Dataset excerpts
------------------------------------

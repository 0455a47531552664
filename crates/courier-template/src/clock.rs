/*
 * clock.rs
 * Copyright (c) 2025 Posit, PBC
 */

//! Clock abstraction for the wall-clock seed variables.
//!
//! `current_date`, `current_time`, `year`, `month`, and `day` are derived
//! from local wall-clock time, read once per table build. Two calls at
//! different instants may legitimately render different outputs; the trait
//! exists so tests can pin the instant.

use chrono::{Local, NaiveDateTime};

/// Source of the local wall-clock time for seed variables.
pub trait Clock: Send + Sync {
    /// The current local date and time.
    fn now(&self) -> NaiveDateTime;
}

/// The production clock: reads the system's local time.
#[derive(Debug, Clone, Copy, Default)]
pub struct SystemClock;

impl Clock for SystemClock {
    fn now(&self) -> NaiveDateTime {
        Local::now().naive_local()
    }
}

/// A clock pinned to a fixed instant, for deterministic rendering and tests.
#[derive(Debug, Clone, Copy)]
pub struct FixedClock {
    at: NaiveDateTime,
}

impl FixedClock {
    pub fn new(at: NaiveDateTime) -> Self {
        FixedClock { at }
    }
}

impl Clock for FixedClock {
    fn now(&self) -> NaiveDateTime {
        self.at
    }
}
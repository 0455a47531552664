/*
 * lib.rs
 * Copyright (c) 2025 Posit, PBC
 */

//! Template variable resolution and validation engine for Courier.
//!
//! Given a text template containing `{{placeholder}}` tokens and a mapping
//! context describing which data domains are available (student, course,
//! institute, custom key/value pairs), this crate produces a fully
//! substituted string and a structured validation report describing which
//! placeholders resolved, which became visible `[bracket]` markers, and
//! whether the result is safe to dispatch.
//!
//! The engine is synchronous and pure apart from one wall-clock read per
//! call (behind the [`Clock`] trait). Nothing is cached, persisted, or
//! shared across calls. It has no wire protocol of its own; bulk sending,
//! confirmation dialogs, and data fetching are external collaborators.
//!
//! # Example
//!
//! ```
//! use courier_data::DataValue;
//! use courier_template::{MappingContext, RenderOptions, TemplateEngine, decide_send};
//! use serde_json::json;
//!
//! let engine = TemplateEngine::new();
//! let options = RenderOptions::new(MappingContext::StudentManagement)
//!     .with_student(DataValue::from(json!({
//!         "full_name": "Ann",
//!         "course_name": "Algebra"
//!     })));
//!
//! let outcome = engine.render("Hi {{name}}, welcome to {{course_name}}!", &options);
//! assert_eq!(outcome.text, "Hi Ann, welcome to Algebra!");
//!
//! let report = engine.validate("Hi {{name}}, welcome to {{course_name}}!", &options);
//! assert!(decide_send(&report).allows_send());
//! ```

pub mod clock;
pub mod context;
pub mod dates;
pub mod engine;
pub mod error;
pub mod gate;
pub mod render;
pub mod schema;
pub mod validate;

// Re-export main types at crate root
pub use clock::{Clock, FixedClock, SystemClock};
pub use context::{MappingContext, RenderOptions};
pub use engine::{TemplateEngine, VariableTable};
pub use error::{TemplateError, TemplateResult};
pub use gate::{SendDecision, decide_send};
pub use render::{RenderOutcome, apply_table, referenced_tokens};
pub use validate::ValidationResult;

------------------------------------

Activity:
Word for word, write out all of the data above.

Result for this task:
repository 0455a47531552664
filename crates/courier-template/src/clock.rs
/*
 * clock.rs
 * Copyright (c) 2025 Posit, PBC
 */

//! Clock abstraction for the wall-clock seed variables.
//!
//! `current_date`, `current_time`, `year`, `month`, and `day` are derived
//! from local wall-clock time, read once per table build. Two calls at
//! different instants may legitimately render different outputs; the trait
//! exists so tests can pin the instant.

use chrono::{Local, NaiveDateTime};

/// Source of the local wall-clock time for seed variables.
pub trait Clock: Send + Sync {
    /// The current local date and time.
    fn now(&self) -> NaiveDateTime;
}

/// The production clock: reads the system's local time.
#[derive(Debug, Clone, Copy, Default)]
pub struct SystemClock;

impl Clock for SystemClock {
    fn now(&self) -> NaiveDateTime {
        Local::now().naive_local()
    }
}

/// A clock pinned to a fixed instant, for deterministic rendering and tests.
#[derive(Debug, Clone, Copy)]
pub struct FixedClock {
    at: NaiveDateTime,
}

impl FixedClock {
    pub fn new(at: NaiveDateTime) -> Self {
        FixedClock { at }
    }
}

impl Clock for FixedClock {
    fn now(&self) -> NaiveDateTime {
        self.at
    }
}
repository 0455a47531552664
/*
 * lib.rs
 * Copyright (c) 2025 Posit, PBC
 */

//! Template variable resolution and validation engine for Courier.
//!
//! Given a text template containing `{{placeholder}}` tokens and a mapping
//! context describing which data domains are available (student, course,
//! institute, custom key/value pairs), this crate produces a fully
//! substituted string and a structured validation report describing which
//! placeholders resolved, which became visible `[bracket]` markers, and
//! whether the result is safe to dispatch.
//!
//! The engine is synchronous and pure apart from one wall-clock read per
//! call (behind the [`Clock`] trait). Nothing is cached, persisted, or
//! shared across calls. It has no wire protocol of its own; bulk sending,
//! confirmation dialogs, and data fetching are external collaborators.
//!
//! # Example
//!
//! ```
//! use courier_data::DataValue;
//! use courier_template::{MappingContext, RenderOptions, TemplateEngine, decide_send};
//! use serde_json::json;
//!
//! let engine = TemplateEngine::new();
//! let options = RenderOptions::new(MappingContext::StudentManagement)
//!     .with_student(DataValue::from(json!({
//!         "full_name": "Ann",
//!         "course_name": "Algebra"
//!     })));
//!
//! let outcome = engine.render("Hi {{name}}, welcome to {{course_name}}!", &options);
//! assert_eq!(outcome.text, "Hi Ann, welcome to Algebra!");
//!
//! let report = engine.validate("Hi {{name}}, welcome to {{course_name}}!", &options);
//! assert!(decide_send(&report).allows_send());
//! ```

pub mod clock;
pub mod context;
pub mod dates;
pub mod engine;
pub mod error;
pub mod gate;
pub mod render;
pub mod schema;
pub mod validate;

// Re-export main types at crate root
pub use clock::{Clock, FixedClock, SystemClock};
pub use context::{MappingContext, RenderOptions};
pub use engine::{TemplateEngine, VariableTable};
pub use error::{TemplateError, TemplateResult};
pub use gate::{SendDecision, decide_send};
pub use render::{RenderOutcome, apply_table, referenced_tokens};
pub use validate::ValidationResult;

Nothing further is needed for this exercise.